------ Data for processing ------
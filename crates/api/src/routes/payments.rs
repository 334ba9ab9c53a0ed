//! Payment endpoints: creation, status polling, webhook ingestion

use axum::extract::{Path, Query, State};
use axum::response::IntoResponse;
use axum::{Extension, Json};
use serde::Deserialize;
use serde_json::{json, Value};
use sqlx::PgPool;
use uuid::Uuid;

use quotapay_payments::{packages, Buyer, PaymentError, ReconcileOutcome};

use crate::auth::AuthUser;
use crate::error::{ApiError, ApiResult};
use crate::state::AppState;

/// How long a signed return-URL stays usable.
const RETURN_URL_MAX_AGE_SECS: i64 = 15 * 60;

/// Clock-skew allowance for timestamps slightly in the future.
const RETURN_URL_MAX_SKEW_SECS: i64 = 60;

#[derive(Debug, Deserialize)]
pub struct CreatePaymentBody {
    pub package_code: String,
    pub amount: i64,
}

/// `POST /api/payments`
pub async fn create_payment(
    State(state): State<AppState>,
    Extension(user): Extension<AuthUser>,
    Json(body): Json<CreatePaymentBody>,
) -> ApiResult<Json<Value>> {
    // Cheap validation before touching the database.
    packages::find(&body.package_code).ok_or_else(|| {
        PaymentError::InvalidRequest(format!("unknown package code: {}", body.package_code))
    })?;

    let buyer = fetch_buyer(&state.pool, user.user_id).await?;
    let created = state
        .quota
        .intents
        .create_intent(user.user_id, &buyer, &body.package_code, body.amount)
        .await?;

    Ok(Json(json!({
        "success": true,
        "invoice_number": created.invoice_number,
        "payment_url": created.payment_url,
    })))
}

async fn fetch_buyer(pool: &PgPool, user_id: Uuid) -> ApiResult<Buyer> {
    let row: Option<(String, String, String)> =
        sqlx::query_as("SELECT name, email, mobile FROM users WHERE id = $1")
            .bind(user_id)
            .fetch_optional(pool)
            .await
            .map_err(PaymentError::from)?;

    let (name, email, mobile) =
        row.ok_or_else(|| PaymentError::NotFound(format!("user {} not found", user_id)))?;
    Ok(Buyer {
        name,
        email,
        mobile,
    })
}

#[derive(Debug, Deserialize)]
pub struct StatusQuery {
    pub timestamp: i64,
    pub signature: String,
}

/// `GET /api/payments/{invoice_number}/status`
///
/// The return-URL signature gates this endpoint: only links we issued at
/// intent creation are accepted, and only within the staleness window.
/// Runs one reconciler poll step, so the buyer landing back from the
/// payment page settles the intent even when the webhook is late.
pub async fn payment_status(
    State(state): State<AppState>,
    Extension(_user): Extension<AuthUser>,
    Path(invoice_number): Path<String>,
    Query(query): Query<StatusQuery>,
) -> ApiResult<Json<Value>> {
    if !state
        .quota
        .signer
        .verify(&invoice_number, query.timestamp, &query.signature)
    {
        return Err(PaymentError::InvalidRequest("invalid status link signature".to_string()).into());
    }

    let age = time::OffsetDateTime::now_utc().unix_timestamp() - query.timestamp;
    if age > RETURN_URL_MAX_AGE_SECS {
        return Err(PaymentError::InvalidRequest("status link expired".to_string()).into());
    }
    if age < -RETURN_URL_MAX_SKEW_SECS {
        return Err(PaymentError::InvalidRequest("status link timestamp is in the future".to_string()).into());
    }

    let outcome = state.quota.reconciler.poll(&invoice_number).await?;
    let status = match outcome {
        ReconcileOutcome::Credited { .. } | ReconcileOutcome::AlreadyProcessed => "success",
        ReconcileOutcome::Failed => "failed",
        // Not settled yet; the client checks back later.
        _ => "pending",
    };

    Ok(Json(json!({ "success": true, "status": status })))
}

/// `POST /api/payments/webhook`
///
/// Unauthenticated, provider-called. Any 2xx stops redelivery, so
/// idempotent-success outcomes (including redeliveries and non-terminal
/// notifications) acknowledge with 200; transient failures answer non-2xx
/// and let the provider's retry mechanism drive another attempt.
pub async fn webhook(State(state): State<AppState>, body: String) -> impl IntoResponse {
    match state.quota.reconciler.handle_webhook(&body).await {
        Ok(outcome) => {
            tracing::info!(outcome = ?outcome, "Webhook processed");
            Json(json!({ "success": true })).into_response()
        }
        Err(e) => ApiError(e).into_response(),
    }
}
------
Task brief
All lines from the top of the data through the line containing "use uuid::Uuid;" need to be retyped exactly, and nothing more.

Exercise solution
filename crates/api/src/routes/payments.rs
repository 334ba9ab9c53a0ed
//! Payment endpoints: creation, status polling, webhook ingestion

use axum::extract::{Path, Query, State};
use axum::response::IntoResponse;
use axum::{Extension, Json};
use serde::Deserialize;
use serde_json::{json, Value};
use sqlx::PgPool;
use uuid::Uuid;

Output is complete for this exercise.